I have never actually looked at the Hebrew language in any detail before this class. What immediately struck me about the language/aleph bet was that I would have to change or should I say struggle to change my lifelong training of reading from left to right. And for a 57 year old graduate student who is your stereotypical we “ain’t done it that way before” preacher it has definitely stretched me. As a matter of fact a lot has already stretched me in this class. I hate to admit it, but it is good. There I said it.

And just today, this Sunday afternoon it struck me that yes it is important to study the history of the text you are reading.
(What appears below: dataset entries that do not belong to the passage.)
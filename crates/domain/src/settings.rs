//! User-adjustable dashboard settings.

use std::time::Duration;

use crate::error::ValidationError;

/// How often the device list is polled.
#[derive(Debug, Clone, Copy, PartialEq, Eq)]
pub struct RefreshInterval(u32);

impl RefreshInterval {
    pub const DEFAULT_SECONDS: u32 = 30;

    /// # Errors
    ///
    /// Returns [`ValidationError::InvalidRefreshInterval`] for zero.
    pub fn from_secs(seconds: u32) -> Result<Self, ValidationError> {
        if seconds == 0 {
            return Err(ValidationError::InvalidRefreshInterval);
        }
        Ok(Self(seconds))
    }

    /// Parse the value typed into the settings form.
    ///
    /// # Errors
    ///
    /// Returns [`ValidationError::InvalidRefreshInterval`] when the input is
    /// not a whole number or is not positive.
    pub fn parse(input: &str) -> Result<Self, ValidationError> {
        let seconds: i64 = input
            .trim()
            .parse()
            .map_err(|_| ValidationError::InvalidRefreshInterval)?;
        let seconds =
            u32::try_from(seconds).map_err(|_| ValidationError::InvalidRefreshInterval)?;
        Self::from_secs(seconds)
    }

    #[must_use]
    pub fn seconds(self) -> u32 {
        self.0
    }

    #[must_use]
    pub fn as_duration(self) -> Duration {
        Duration::from_secs(u64::from(self.0))
    }
}

impl Default for RefreshInterval {
    fn default() -> Self {
        Self(Self::DEFAULT_SECONDS)
    }
}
And as so many of you have said, to deeply look into the text is not so much to question the text as to its truth, but to question your own preconceived notions of what it says. Your questioning may reinforce what you already believed, but it also may open a new light on what you have always believed it said.
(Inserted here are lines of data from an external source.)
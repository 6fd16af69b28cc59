//! # zabdash-domain
//!
//! Pure domain model for the zabdash monitoring dashboard.
//!
//! ## Responsibilities
//! - Foundational types: host identifiers, error conventions, timestamps
//! - Define **Devices** (monitored hosts with interfaces and group memberships)
//! - Define **Triggers** (alert conditions) and their ordinal **Severity**
//! - Map severity to an icon fill colour and group names to an icon asset
//! - Define the on-demand **Device Detail Record**
//! - Define credentials, the session token and the refresh interval
//!
//! ## Dependency rule
//! This crate has **no internal dependencies**.
//! It must never import anything from `app`, adapters, or external IO crates.
//! All IO boundaries are expressed as traits in the `app` crate (ports).

pub mod error;
pub mod id;
pub mod time;

pub mod auth;
pub mod detail;
pub mod device;
pub mod icon;
pub mod settings;
pub mod severity;
pub mod trigger;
Now what does that have to do with the Hebrew language? As I learned in a previous class I took at Lincoln our language is probably the largest window into our culture and our minds that we can examine. When you look at the Hebrew language and its aleph bet and study its history and origins you can see how it arrived on the pages of the Old Testament from civilizations and cultures long past. You can see how words came to describe what people thought of their world and how those words then were used to describe what ultimately is found on the pages of scripture. Many of these words arrived from other civilizations.

The result seems to me to follow if you want to understand the meaning of a text of the Old Testament to its fullest there must be some understanding of the language it was written. This language of Hebrew seems at first to be simple in its basic three letter format yet from these three letters spring a variety of richness that exhibits God’s complexity. This finally struck me in the chapter on Nahum when the author described that Nahum comes from a Hebrew verb that means to comfort or have compassion. And from that came Nehemiah (Yahweh is comfort). It doesn’t surprise me that God would have chosen a language that grows from three letters (is it a stretch to think Trinity here) into such a diverse means of communication.


2 Responses

  1. I really love the idea of learning a language as a window into a culture. It is true that we can learn so much about the context of a situation or story just by learning the language, nuances in meaning and implications inherent in the text that we totally miss in translating the words. It is a great opportunity to see further than our own language can carry us.
    I had never thought of the trinity connection…that’s cool.

  2. The three stem trinity connection is a very cool thought. Maybe it is a stretch but with so many things being intentional when it comes to the word of God, I don’t know that it is really that far off.